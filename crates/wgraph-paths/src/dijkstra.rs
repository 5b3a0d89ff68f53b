use std::collections::BinaryHeap;

use wgraph_core::{Edge, NodeId};

use crate::error::SearchError;
use crate::frontier::Entry;
use crate::traits::WeightedPather;

/// Single-source shortest distances from `source` to every node.
///
/// `None` marks nodes that cannot be reached. Unlike [`astar`](crate::astar)
/// there is no goal and no heuristic, so every reachable node is settled.
pub fn dijkstra_distances<P>(pather: &P, source: NodeId) -> Result<Vec<Option<f64>>, SearchError>
where
    P: WeightedPather + ?Sized,
{
    let len = pather.node_count();
    SearchError::check(source, len)?;

    let mut dist = vec![f64::INFINITY; len];
    let mut settled = vec![false; len];
    dist[source] = 0.0;

    let mut open = BinaryHeap::new();
    open.push(Entry {
        node: source,
        g: 0.0,
        f: 0.0,
    });

    while let Some(cur) = open.pop() {
        if settled[cur.node] {
            continue;
        }
        settled[cur.node] = true;

        for &Edge { to, weight } in pather.neighbors(cur.node) {
            let tentative = cur.g + weight;
            if tentative < dist[to] {
                dist[to] = tentative;
                open.push(Entry {
                    node: to,
                    g: tentative,
                    f: tentative,
                });
            }
        }
    }

    let reached = settled.iter().filter(|&&s| s).count();
    log::trace!("dijkstra from {source}: {reached} of {len} nodes reachable");
    Ok(dist.into_iter().map(|d| d.is_finite().then_some(d)).collect())
}
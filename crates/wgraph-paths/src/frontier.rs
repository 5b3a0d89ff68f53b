use std::cmp::Ordering;

use wgraph_core::NodeId;

/// Frontier entry for the priority-queue searches.
///
/// Ordered by `f` only, reversed so that `BinaryHeap` (a max-heap) pops the
/// smallest `f` first. Ties are left to the heap.
#[derive(Clone, Copy, Debug)]
pub(crate) struct Entry {
    pub(crate) node: NodeId,
    pub(crate) g: f64,
    pub(crate) f: f64,
}

impl Ord for Entry {
    fn cmp(&self, other: &Self) -> Ordering {
        other.f.total_cmp(&self.f)
    }
}

impl PartialOrd for Entry {
    fn partial_cmp(&self, other: &Self) -> Option<Ordering> {
        Some(self.cmp(other))
    }
}

impl PartialEq for Entry {
    fn eq(&self, other: &Self) -> bool {
        self.cmp(other) == Ordering::Equal
    }
}

impl Eq for Entry {}

#[cfg(test)]
mod tests {
    use std::collections::BinaryHeap;

    use super::*;

    #[test]
    fn heap_pops_smallest_f() {
        let mut open = BinaryHeap::new();
        for (node, f) in [(0, 3.5), (1, 0.25), (2, 7.0), (3, 1.0)] {
            open.push(Entry { node, g: 0.0, f });
        }
        let order: Vec<NodeId> = std::iter::from_fn(|| open.pop()).map(|e| e.node).collect();
        assert_eq!(order, [1, 3, 0, 2]);
    }
}
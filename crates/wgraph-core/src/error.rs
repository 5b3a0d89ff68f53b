//! Error types for graph construction and loading.

use std::io;
use std::path::PathBuf;

use thiserror::Error;

use crate::graph::NodeId;

/// A graph violated one of its structural invariants.
#[derive(Debug, Clone, Error, PartialEq)]
pub enum GraphError {
    /// The graph has no nodes.
    #[error("graph has no nodes")]
    Empty,

    /// A node index (edge endpoint, start or goal) is outside `[0, len)`.
    #[error("node {node} is out of range for a graph of {len} nodes")]
    NodeOutOfRange { node: NodeId, len: usize },

    /// An edge weight is negative, NaN or infinite.
    #[error("edge ({u}, {v}) has invalid weight {weight}")]
    InvalidWeight { u: NodeId, v: NodeId, weight: f64 },

    /// A node coordinate is NaN or infinite.
    #[error("node {node} has a non-finite coordinate")]
    InvalidCoord { node: NodeId },
}

/// Failure to read a graph from text or disk.
#[derive(Debug, Error)]
pub enum LoadError {
    #[error("cannot read {}: {source}", path.display())]
    Io {
        path: PathBuf,
        #[source]
        source: io::Error,
    },

    /// Input ended before `expected` was read.
    #[error("unexpected end of input, expected {expected}")]
    UnexpectedEof { expected: &'static str },

    /// A token could not be parsed as the value it stands for.
    #[error("line {line}: expected {expected}, found {found:?}")]
    Parse {
        line: usize,
        expected: &'static str,
        found: String,
    },

    #[error(transparent)]
    Graph(#[from] GraphError),
}
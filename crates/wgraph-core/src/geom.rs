//! Planar coordinates attached to graph nodes.

use std::fmt;
use std::ops::Sub;

/// A 2D point in the plane. Only heuristics look at coordinates; the graph
/// topology never depends on them.
#[derive(Copy, Clone, Debug, Default, PartialEq)]
#[cfg_attr(feature = "serde", derive(serde::Serialize, serde::Deserialize))]
pub struct Coord {
    pub x: f64,
    pub y: f64,
}

impl Coord {
    /// Origin (0, 0).
    pub const ZERO: Self = Self { x: 0.0, y: 0.0 };

    /// Create a new coordinate.
    #[inline]
    pub const fn new(x: f64, y: f64) -> Self {
        Self { x, y }
    }

    /// Straight-line (Euclidean) distance to `other`.
    #[inline]
    pub fn distance(self, other: Coord) -> f64 {
        let d = self - other;
        (d.x * d.x + d.y * d.y).sqrt()
    }

    /// Whether both components are finite numbers.
    #[inline]
    pub fn is_finite(self) -> bool {
        self.x.is_finite() && self.y.is_finite()
    }
}

impl fmt::Display for Coord {
    fn fmt(&self, f: &mut fmt::Formatter<'_>) -> fmt::Result {
        write!(f, "({}, {})", self.x, self.y)
    }
}

impl Sub for Coord {
    type Output = Self;
    #[inline]
    fn sub(self, rhs: Self) -> Self {
        Self::new(self.x - rhs.x, self.y - rhs.y)
    }
}

impl From<(f64, f64)> for Coord {
    #[inline]
    fn from((x, y): (f64, f64)) -> Self {
        Self::new(x, y)
    }
}

#[cfg(test)]
mod tests {
    use super::*;

    #[test]
    fn distance_is_euclidean() {
        let a = Coord::new(0.0, 0.0);
        let b = Coord::new(3.0, 4.0);
        assert_eq!(a.distance(b), 5.0);
        assert_eq!(b.distance(a), 5.0);
        assert_eq!(a.distance(a), 0.0);
    }

    #[test]
    fn finiteness() {
        assert!(Coord::new(1.5, -2.0).is_finite());
        assert!(!Coord::new(f64::NAN, 0.0).is_finite());
        assert!(!Coord::new(0.0, f64::INFINITY).is_finite());
    }

    #[test]
    fn display_and_from_tuple() {
        let c: Coord = (1.0, 2.5).into();
        assert_eq!(c, Coord::new(1.0, 2.5));
        assert_eq!(c.to_string(), "(1, 2.5)");
    }
}

#[cfg(all(test, feature = "serde"))]
mod serde_tests {
    use super::*;

    #[test]
    fn coord_round_trip() {
        let c = Coord::new(3.25, -7.0);
        let json = serde_json::to_string(&c).unwrap();
        let back: Coord = serde_json::from_str(&json).unwrap();
        assert_eq!(c, back);
    }
}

════════════════════

* **TASK GOAL**
Pick out each line in the material containing "coordinates".

* **SOLUTION FOR THIS PROBLEM**
//! Planar coordinates attached to graph nodes.
/// A 2D point in the plane. Only heuristics look at coordinates; the graph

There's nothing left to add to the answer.